Gene chip technology is a rapid and accurate high-throughput sequencing method that can identify a specific number of genetic markers, especially SNPs. With the development of requirements in yak GS, Li et al. developed a genome-wide SNP array for yaks that can analyze the genetic diversity of the yak population and optimize trait selection in high-altitude environments, particularly for improving key traits such as adaptability and resistance [54]. In 2022, the Qinghai Provincial Academy of Animal Husbandry and Veterinary Science, Southwest Minzu University, and Beijing Compson Agricultural Technology Co., Ltd. (Beijing, China). jointly developed the 30K yak chip “Qingxin-1”. This chip is based on resequencing data from 80 yak samples, integrating resequencing results from breeding populations in Yushu, Huanghu, and Maiwa, as well as previously identified associated loci. The chip covers 30K functional loci related to various economic traits [55]. Yak breeding research still largely relies on bovine SNP chips and reference genomes due to limited yak-specific molecular resources. Current gaps include high-density chip design, genome assembly accuracy, and functional annotation. Bovine chips like Illumina BovineHD 770K remain cost-effective and scalable for large populations. Although a 600K yak SNP chip has been developed for trait-associated marker screening, its genome coverage and cross-population validation remain limited. Tools such as GATK, PLINK, BWA, and STAR are fully applicable to yak data, aiding genetic analysis. Advancing yak genomics and transcriptomics, along with improved reference genomes and SNP arrays, will be key to boosting molecular breeding efficiency.
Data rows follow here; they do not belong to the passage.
use std::sync::Arc;
use std::time::Instant;

use async_trait::async_trait;
use tokio::sync::mpsc;
use tokio::task::JoinHandle;

use crate::config::RunnerConfig;
use crate::error::RunnerError;
use crate::util::TailBuffer;

use super::io_pump;
use super::session::ProcessSession;
use super::traits::CommandStream;
use super::types::{BrewInvocation, CommandOutcome, OutputLine, OutputStream};

/// Starts `invocation` and returns the line sequence plus an explicit
/// cancellation handle. Cancelling kills the child outright; the pumps then
/// drain the pipes to EOF so every already-written line is still delivered.
pub fn spawn_command(
    invocation: BrewInvocation,
    cfg: &RunnerConfig,
) -> Result<(CommandHandle, CancelHandle), RunnerError> {
    tracing::debug!(program = %invocation.program.display(), args = ?invocation.args, "spawning command");

    let mut session = ProcessSession::spawn(&invocation)?;

    let stdout = session
        .take_stdout()
        .ok_or_else(|| RunnerError::Spawn("no stdout pipe".into()))?;
    let stderr = session
        .take_stderr()
        .ok_or_else(|| RunnerError::Spawn("no stderr pipe".into()))?;

    let stdout_tail = TailBuffer::new(cfg.capture_lines);
    let stderr_tail = TailBuffer::new(cfg.capture_lines);

    let (line_tx, line_rx) = mpsc::channel::<OutputLine>(cfg.line_channel_capacity);
    let out_task = io_pump::pump_stream(
        stdout,
        OutputStream::Stdout,
        stdout_tail.clone(),
        line_tx.clone(),
    );
    let err_task = io_pump::pump_stream(stderr, OutputStream::Stderr, stderr_tail.clone(), line_tx);

    let (cancel_tx, cancel_rx) = mpsc::channel::<String>(1);

    Ok((
        CommandHandle {
            session,
            line_rx,
            cancel_rx,
            cancel_closed: false,
            cancelled: None,
            out_task,
            err_task,
            stdout_tail,
            stderr_tail,
            started_at: Instant::now(),
        },
        CancelHandle { tx: cancel_tx },
    ))
}

/// Explicit cancellation signal for a running command. Cloneable so it can
/// be handed to a signal handler while the consumer keeps reading.
#[derive(Clone)]
pub struct CancelHandle {
    tx: mpsc::Sender<String>,
}

impl CancelHandle {
    pub async fn cancel(&self, reason: impl Into<String>) {
        let _ = self.tx.send(reason.into()).await;
    }
}

pub struct CommandHandle {
    session: ProcessSession,
    line_rx: mpsc::Receiver<OutputLine>,
    cancel_rx: mpsc::Receiver<String>,
    cancel_closed: bool,
    cancelled: Option<String>,
    out_task: JoinHandle<Result<u64, RunnerError>>,
    err_task: JoinHandle<Result<u64, RunnerError>>,
    stdout_tail: Arc<TailBuffer>,
    stderr_tail: Arc<TailBuffer>,
    started_at: Instant,
}

impl CommandHandle {
    async fn on_cancel(&mut self, reason: Option<String>) {
        match reason {
            Some(reason) => {
                tracing::warn!(reason = %reason, "cancelling command, killing child");
                self.session.kill().await;
                self.cancelled = Some(reason);
            }
            None => self.cancel_closed = true,
        }
    }
}

#[async_trait]
impl CommandStream for CommandHandle {
    async fn next_line(&mut self) -> Option<OutputLine> {
        loop {
            // Once cancelled (or with no cancel handles left) only the line
            // channel matters; it closes when both pumps hit EOF.
            if self.cancelled.is_some() || self.cancel_closed {
                return self.line_rx.recv().await;
            }
            tokio::select! {
                line = self.line_rx.recv() => return line,
                reason = self.cancel_rx.recv() => self.on_cancel(reason).await,
            }
        }
    }

    async fn wait(&mut self) -> Result<CommandOutcome, RunnerError> {
        // Stop accepting new lines so the pumps can finish even if the
        // caller abandoned the sequence early.
        self.line_rx.close();

        let exit_code = loop {
            if self.cancelled.is_some() || self.cancel_closed {
                break self.session.wait().await?;
            }
            tokio::select! {
                res = self.session.wait() => break res?,
                reason = self.cancel_rx.recv() => self.on_cancel(reason).await,
            }
        };

        match (&mut self.out_task).await {
            Ok(res) => {
                res?;
            }
            Err(e) => tracing::error!(error = %e, "stdout pump task panicked"),
        }
        match (&mut self.err_task).await {
            Ok(res) => {
                res?;
            }
            Err(e) => tracing::error!(error = %e, "stderr pump task panicked"),
        }

        let duration_ms = self.started_at.elapsed().as_millis() as u64;
        tracing::debug!(exit_code, duration_ms, cancelled = self.cancelled.is_some(), "command finished");

        Ok(CommandOutcome {
            exit_code,
            duration_ms,
            stdout_tail: self.stdout_tail.to_lines(),
            stderr_tail: self.stderr_tail.to_lines(),
            cancelled: self.cancelled.take(),
        })
    }
}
5. Prediction Models and Heritability Estimation

5.1. Prediction Models

Prediction models in yak GS can generally be divided into four main types: linear models [56], Bayesian models [57], machine learning [58], and deep learning [59]. Among the linear models, gBLUP is widely applied. It assumes that all SNPs contribute equally to trait variations, which makes it suitable for large-scale yak datasets with polygenic traits. The gBLUP model has been used in some studies to predict production traits in yaks, such as weight and milk quality, with its accuracy often being higher than traditional phenotype-based selection. When applied to predict the birth weight in yaks, the accuracy can reach 0.5–0.6, while the accuracy for weaning weight is typically between 0.4 and 0.5 [60].
In Bayesian models, BayesA and BayesB are commonly used, with different prior distributions to estimate the SNP effects. BayesB allows for different variances of effects and is suitable for data with varying effect sizes [57]. In practice, the accuracy of the BayesB model may be comparable to gBLUP, but sometimes it provides higher accuracy when dealing with a small number of markers with large genetic effects [61]. The accuracy of these models is influenced by various factors, including population size, marker density, environmental effects, and the genetic structure of traits. The accuracy of the model must be assessed and validated for specific traits and populations. This involves evaluating performance using methods like cross-validation, posterior predictive checks, Bayesian Information Criterion (BIC), and predictive accuracy metrics to ultimately identify the optimal model for achieving prediction goals.
In practice, constructing a reliable reference population is hindered by the remote and fragmented distribution of yak herds, which complicates sample collection and standardization. Long-term, high-quality phenotypic data are scarce, largely due to limited tracking infrastructure and inconsistent recording by pastoralists. Moreover, systematic pedigree records are almost nonexistent, making genetic relationship estimation less accurate. These constraints limit the power of genomic prediction models and hinder the establishment of robust breeding programs tailored to the yak populations.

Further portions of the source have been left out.